Of course, it’s also wise to follow competitors on social media and track their messaging content. Also subscribe to their blogs and check out announcements of upcoming product launches or sales pitches and strategies for customer retention. Don’t be shy and also sign up to their newsletters and Facebook pages.
Also, Open Social Buzz provides real-time search of Twitter, Google+, Facebook, and LinkedIn. Plug in your competitor’s name and see how much social prominence they have accumulated.
These next tools, Adbeat and AdGooroo will aid you in determining where competitors are advertising. The apps will show the ads that an advertiser has put up on the Web and also locate competitors you didn’t even know about within the Google realm.
This one, SocialAdNinja deals with PPC monitoring. PPC is a type of sponsored online advertising that is used on a wide range of websites, including search engines, where the advertiser only pays if a web user clicks on their ad. Hence the term “pay per click.” Socialadninja.com offers a database of about 400,000 social PPC ads and is very useful for detecting Facebook advertising by competitors. The database is searchable by categories of ads.

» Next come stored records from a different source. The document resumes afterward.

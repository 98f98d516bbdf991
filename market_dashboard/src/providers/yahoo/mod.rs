//! Yahoo Finance chart-API provider.

pub mod params;
pub mod provider;
pub mod response;

pub use provider::YahooProvider;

Marketing Grader quickly gives out a ranking of websites and blogs. Use it to find out how your competitor’s are rated in terms of lead generation and overall effectiveness. If you want to check out your competitors’ direct mail, email, and social campaigns got to Who’s Mailing What.
MixRank allows you to see the mix of ads that companies are using. SpyFu lets you see up to six years of data on your competitors’ keywords. A more technical, but useful tool is BuiltWith. It gives you info on the technology, servers, content management, underlying technology, analytics and advertising behind your competitors’ sites.
Social Mention provides real-time search of brand mentions on blogs, microblogs, images, videos, questions, and bookmarking sites and this tool, Talkwalker is the most practical. It offers a service similar to Google Alerts. It monitors news, blogs, discussions and other themes that include your competition’s tracks in the Web and it’s a free service, according to entrepreneur.com.
Then there are links and there are backlinks. This tool, Majestic Site Explorer provides a detailed link profile for any site.
The goal of all this is simple and shameless. Discover what competitors are doing better than you, monitor their best marketing optimization strategies and improve your business by emulation. All based on data rather than assumptions, or the old and unrealizable rumor mill.